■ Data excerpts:
• • • •

#[cfg(test)]
mod tests {
    use super::*;
    use crate::pipeline::ChunkState;

    fn chunk(dx: usize, tail: usize) -> Pipeline {
        let mut p = Pipeline::default();
        p.reset(dx, 0, tail);
        p
    }

    #[test]
    fn expands_565_by_bit_replication() {
        let mut pixels = [0u8; 2 * STAGE_WIDTH];
        pixels[0..2].copy_from_slice(&0xFFFFu16.to_le_bytes());
        pixels[2..4].copy_from_slice(&0b10000_100000_10000u16.to_le_bytes());
        let ctx = MemoryCtx::new_read_only(&pixels, STAGE_WIDTH);

        let mut p = chunk(0, 0);
        load_565(&mut p, &ctx);
        assert_eq!(&p.r.0[..2], &[255, 132]);
        assert_eq!(&p.g.0[..2], &[255, 130]);
        assert_eq!(&p.b.0[..2], &[255, 132]);
        assert_eq!(p.a, u16x16::splat(255));
    }

    #[test]
    fn narrows_565_and_4444() {
        let mut pixels = [0u8; 2 * STAGE_WIDTH];
        let ctx = MemoryCtx::new(&mut pixels, STAGE_WIDTH);

        let mut p = chunk(0, 1);
        p.r = u16x16::splat(255);
        p.g = u16x16::splat(128);
        p.b = u16x16::splat(0);
        p.a = u16x16::splat(255);
        store_565(&mut p, &ctx);
        let mut out = [0u8; 2];
        ctx.read(0, 0, 2, &mut out);
        // r = 31, g = (128 * 21 + 42) / 85 = 32, b = 0
        assert_eq!(u16::from_le_bytes(out), 31 << 11 | 32 << 5);

        store_4444(&mut p, &ctx);
        ctx.read(0, 0, 2, &mut out);
        // (128 + 8) / 17 = 8
        assert_eq!(u16::from_le_bytes(out), 0xF80F);
    }

    #[test]
    fn tail_store_touches_live_pixels_only() {
        let mut pixels = [7u8; 4 * STAGE_WIDTH];
        {
            let ctx = MemoryCtx::new(&mut pixels, STAGE_WIDTH);
            let mut p = chunk(0, 3);
            p.r = u16x16::splat(1);
            p.g = u16x16::splat(2);
            p.b = u16x16::splat(3);
            p.a = u16x16::splat(4);
            store_bgra(&mut p, &ctx);
        }

        assert_eq!(&pixels[..12], &[3, 2, 1, 4, 3, 2, 1, 4, 3, 2, 1, 4]);
        assert!(pixels[12..].iter().all(|v| *v == 7));
    }

    #[test]
    fn source_over_opaque_replaces() {
        let mut pixels = [50u8; 4 * STAGE_WIDTH];
        let ctx = MemoryCtx::new(&mut pixels, STAGE_WIDTH);
        let mut p = chunk(0, 0);
        p.r = u16x16::splat(200);
        p.g = u16x16::splat(100);
        p.b = u16x16::splat(0);
        p.a = u16x16::splat(255);
        source_over_rgba_8888(&mut p, &ctx);

        let mut out = [0u8; 4];
        ctx.read(15, 0, 4, &mut out);
        assert_eq!(out, [200, 100, 0, 255]);
    }

    #[test]
    fn bilerp_weights_sum_to_one() {
        // Opaque pixels must stay opaque whatever the fraction.
        let pixels = [255u8; 4 * 4];
        let ctx = GatherCtx::new(&pixels, 2, 2, 2).unwrap();

        let mut x = [0.0; STAGE_WIDTH];
        for (i, v) in x.iter_mut().enumerate() {
            *v = i as f32 * 0.137;
        }

        let mut p = chunk(0, 0);
        p.set_x(&f32x16::from(x));
        p.set_y(&f32x16::splat(0.33));
        bilerp_clamp_8888(&mut p, &ctx);
        assert_eq!(p.a, u16x16::splat(255));
        assert_eq!(p.r, u16x16::splat(255));
    }

    #[test]
    fn gather_clamps_to_image() {
        // 2x2 image in a buffer with a stride of 3 pixels.
        let pixels = [1, 2, 99, 3, 4];
        let ctx = GatherCtx::new(&pixels, 3, 2, 2).unwrap();

        let mut x = [0.0; STAGE_WIDTH];
        let mut y = [0.0; STAGE_WIDTH];
        x[..4].copy_from_slice(&[-5.0, 1.5, 2.0, 100.0]);
        y[..4].copy_from_slice(&[0.0, 0.0, 1.0, 100.0]);

        let mut p = chunk(0, 0);
        p.set_x(&f32x16::from(x));
        p.set_y(&f32x16::from(y));
        gather_a8(&mut p, &ctx);
        assert_eq!(&p.a.0[..4], &[1, 2, 4, 4]);
    }
}
// Copyright 2020 Yevhenii Reizner
//
// Use of this source code is governed by a BSD-style license that can be
// found in the LICENSE file.

use super::{f32x8, u16x16};

/// Sixteen floats used by lowp stages for coordinates and gradient parameters.
#[derive(Copy, Clone, Debug)]
#[repr(C, align(32))]
pub struct f32x16(pub f32x8, pub f32x8);

unsafe impl bytemuck::Zeroable for f32x16 {}
unsafe impl bytemuck::Pod for f32x16 {}

impl Default for f32x16 {
    fn default() -> Self {
        Self::splat(0.0)
    }
}

impl f32x16 {
    pub fn splat(n: f32) -> Self {
        Self(f32x8::splat(n), f32x8::splat(n))
    }

    pub fn abs(&self) -> Self {
        Self(self.0.abs(), self.1.abs())
    }

    pub fn cmp_gt(&self, rhs: &Self) -> Self {
        Self(self.0.cmp_gt(rhs.0), self.1.cmp_gt(rhs.1))
    }

    pub fn cmp_lt(&self, rhs: &Self) -> Self {
        Self(self.0.cmp_lt(rhs.0), self.1.cmp_lt(rhs.1))
    }

    pub fn blend(self, t: Self, f: Self) -> Self {
        Self(self.0.blend(t.0, f.0), self.1.blend(t.1, f.1))
    }

    pub fn normalize(&self) -> Self {
        Self(self.0.normalize(), self.1.normalize())
    }

    pub fn floor(&self) -> Self {
        Self(self.0.floor(), self.1.floor())
    }

    pub fn sqrt(&self) -> Self {
        Self(self.0.sqrt(), self.1.sqrt())
    }

    pub fn min(&self, rhs: &Self) -> Self {
        Self(self.0.min(rhs.0), self.1.min(rhs.1))
    }

    pub fn max(&self, rhs: &Self) -> Self {
        Self(self.0.max(rhs.0), self.1.max(rhs.1))
    }

    pub fn recip_fast(&self) -> Self {
        Self(self.0.recip_fast(), self.1.recip_fast())
    }

    /// Widens every lane of `v`.
    pub fn from_u16x16(v: &u16x16) -> Self {
        let mut n0 = [0.0; 8];
        let mut n1 = [0.0; 8];
        for i in 0..8 {
            n0[i] = f32::from(v.0[i]);
            n1[i] = f32::from(v.0[i + 8]);
        }

        Self(f32x8::from(n0), f32x8::from(n1))
    }

    /// Narrows into `u16x16` by truncation. Callers must keep lanes in range.
    // This method is too heavy and shouldn't be inlined.
    pub fn save_to_u16x16(&self, dst: &mut u16x16) {
        // Do not use rounding here, Skia truncates as well.
        let n0: [f32; 8] = self.0.into();
        let n1: [f32; 8] = self.1.into();

        for i in 0..8 {
            dst.0[i] = n0[i] as u16;
            dst.0[i + 8] = n1[i] as u16;
        }
    }
}

impl From<[f32; 16]> for f32x16 {
    fn from(v: [f32; 16]) -> Self {
        bytemuck::cast(v)
    }
}

impl From<f32x16> for [f32; 16] {
    fn from(v: f32x16) -> Self {
        bytemuck::cast(v)
    }
}

impl core::ops::Add<f32x16> for f32x16 {
    type Output = Self;

    fn add(self, rhs: Self) -> Self::Output {
        Self(self.0 + rhs.0, self.1 + rhs.1)
    }
}

impl core::ops::Sub<f32x16> for f32x16 {
    type Output = Self;

    fn sub(self, rhs: Self) -> Self::Output {
        Self(self.0 - rhs.0, self.1 - rhs.1)
    }
}

impl core::ops::Mul<f32x16> for f32x16 {
    type Output = Self;

    fn mul(self, rhs: Self) -> Self::Output {
        Self(self.0 * rhs.0, self.1 * rhs.1)
    }
}

impl core::ops::Div<f32x16> for f32x16 {
    type Output = Self;

    fn div(self, rhs: Self) -> Self::Output {
        Self(self.0 / rhs.0, self.1 / rhs.1)
    }
}
// Copyright 2006 The Android Open Source Project
// Copyright 2020 Yevhenii Reizner
//
// Use of this source code is governed by a BSD-style license that can be
// found in the LICENSE file.

/// An affine transformation matrix.
///
/// Maps pixel coordinates produced by `SeedShader` into a shader's space.
#[allow(missing_docs)]
#[derive(Copy, Clone, PartialEq, Debug)]
pub struct Transform {
    pub sx: f32,
    pub kx: f32,
    pub ky: f32,
    pub sy: f32,
    pub tx: f32,
    pub ty: f32,
}

impl Default for Transform {
    fn default() -> Self {
        Transform {
            sx: 1.0,
            kx: 0.0,
            ky: 0.0,
            sy: 1.0,
            tx: 0.0,
            ty: 0.0,
        }
    }
}

impl Transform {
    /// Creates an identity transform.
    pub fn identity() -> Self {
        Transform::default()
    }

    /// Creates a new `Transform`.
    ///
    /// We are using column-major-column-vector matrix notation, therefore it's ky-kx, not kx-ky.
    pub fn from_row(sx: f32, ky: f32, kx: f32, sy: f32, tx: f32, ty: f32) -> Self {
        Transform { sx, ky, kx, sy, tx, ty }
    }

    /// Creates a new translating `Transform`.
    pub fn from_translate(tx: f32, ty: f32) -> Self {
        Transform::from_row(1.0, 0.0, 0.0, 1.0, tx, ty)
    }

    /// Creates a new scaling `Transform`.
    pub fn from_scale(sx: f32, sy: f32) -> Self {
        Transform::from_row(sx, 0.0, 0.0, sy, 0.0, 0.0)
    }

    /// Creates a new skewing `Transform`.
    pub fn from_skew(kx: f32, ky: f32) -> Self {
        Transform::from_row(1.0, ky, kx, 1.0, 0.0, 0.0)
    }

    /// Checks that all values are finite.
    pub fn is_finite(&self) -> bool {
        self.sx.is_finite()
            && self.ky.is_finite()
            && self.kx.is_finite()
            && self.sy.is_finite()
            && self.tx.is_finite()
            && self.ty.is_finite()
    }

    /// Checks that transform is identity.
    pub fn is_identity(&self) -> bool {
        *self == Transform::default()
    }

    /// Checks that transform is translate-only.
    pub fn is_translate(&self) -> bool {
        !self.has_scale() && !self.has_skew() && self.has_translate()
    }

    /// Checks that transform contains only scale and translate.
    pub fn is_scale_translate(&self) -> bool {
        (self.has_scale() || self.has_translate()) && !self.has_skew()
    }

    /// Checks that transform contains a scale part.
    pub fn has_scale(&self) -> bool {
        self.sx != 1.0 || self.sy != 1.0
    }

    /// Checks that transform contains a skew part.
    pub fn has_skew(&self) -> bool {
        self.kx != 0.0 || self.ky != 0.0
    }

    /// Checks that transform contains a translate part.
    pub fn has_translate(&self) -> bool {
        self.tx != 0.0 || self.ty != 0.0
    }

    /// Maps a single point.
    pub fn map_point(&self, x: f32, y: f32) -> (f32, f32) {
        (
            self.sx * x + self.kx * y + self.tx,
            self.ky * x + self.sy * y + self.ty,
        )
    }

    /// Returns the row-major `[sx, kx, tx, ky, sy, ty, 0, 0, 1]` matrix.
    ///
    /// This is the `MatrixPerspective` context layout.
    pub fn to_perspective_row(&self) -> [f32; 9] {
        [self.sx, self.kx, self.tx, self.ky, self.sy, self.ty, 0.0, 0.0, 1.0]
    }
}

• • • •

Could you reproduce, exactly, every line above from the line with "4, 3, 2, 1, 4]);" to the line with "#[repr(C, align(32))]", and no other line? Both ends count.

■ Solved problem:
        assert_eq!(&pixels[..12], &[3, 2, 1, 4, 3, 2, 1, 4, 3, 2, 1, 4]);
        assert!(pixels[12..].iter().all(|v| *v == 7));
    }

    #[test]
    fn source_over_opaque_replaces() {
        let mut pixels = [50u8; 4 * STAGE_WIDTH];
        let ctx = MemoryCtx::new(&mut pixels, STAGE_WIDTH);
        let mut p = chunk(0, 0);
        p.r = u16x16::splat(200);
        p.g = u16x16::splat(100);
        p.b = u16x16::splat(0);
        p.a = u16x16::splat(255);
        source_over_rgba_8888(&mut p, &ctx);

        let mut out = [0u8; 4];
        ctx.read(15, 0, 4, &mut out);
        assert_eq!(out, [200, 100, 0, 255]);
    }

    #[test]
    fn bilerp_weights_sum_to_one() {
        // Opaque pixels must stay opaque whatever the fraction.
        let pixels = [255u8; 4 * 4];
        let ctx = GatherCtx::new(&pixels, 2, 2, 2).unwrap();

        let mut x = [0.0; STAGE_WIDTH];
        for (i, v) in x.iter_mut().enumerate() {
            *v = i as f32 * 0.137;
        }

        let mut p = chunk(0, 0);
        p.set_x(&f32x16::from(x));
        p.set_y(&f32x16::splat(0.33));
        bilerp_clamp_8888(&mut p, &ctx);
        assert_eq!(p.a, u16x16::splat(255));
        assert_eq!(p.r, u16x16::splat(255));
    }

    #[test]
    fn gather_clamps_to_image() {
        // 2x2 image in a buffer with a stride of 3 pixels.
        let pixels = [1, 2, 99, 3, 4];
        let ctx = GatherCtx::new(&pixels, 3, 2, 2).unwrap();

        let mut x = [0.0; STAGE_WIDTH];
        let mut y = [0.0; STAGE_WIDTH];
        x[..4].copy_from_slice(&[-5.0, 1.5, 2.0, 100.0]);
        y[..4].copy_from_slice(&[0.0, 0.0, 1.0, 100.0]);

        let mut p = chunk(0, 0);
        p.set_x(&f32x16::from(x));
        p.set_y(&f32x16::from(y));
        gather_a8(&mut p, &ctx);
        assert_eq!(&p.a.0[..4], &[1, 2, 4, 4]);
    }
}
// Copyright 2020 Yevhenii Reizner
//
// Use of this source code is governed by a BSD-style license that can be
// found in the LICENSE file.

use super::{f32x8, u16x16};

/// Sixteen floats used by lowp stages for coordinates and gradient parameters.
#[derive(Copy, Clone, Debug)]
#[repr(C, align(32))]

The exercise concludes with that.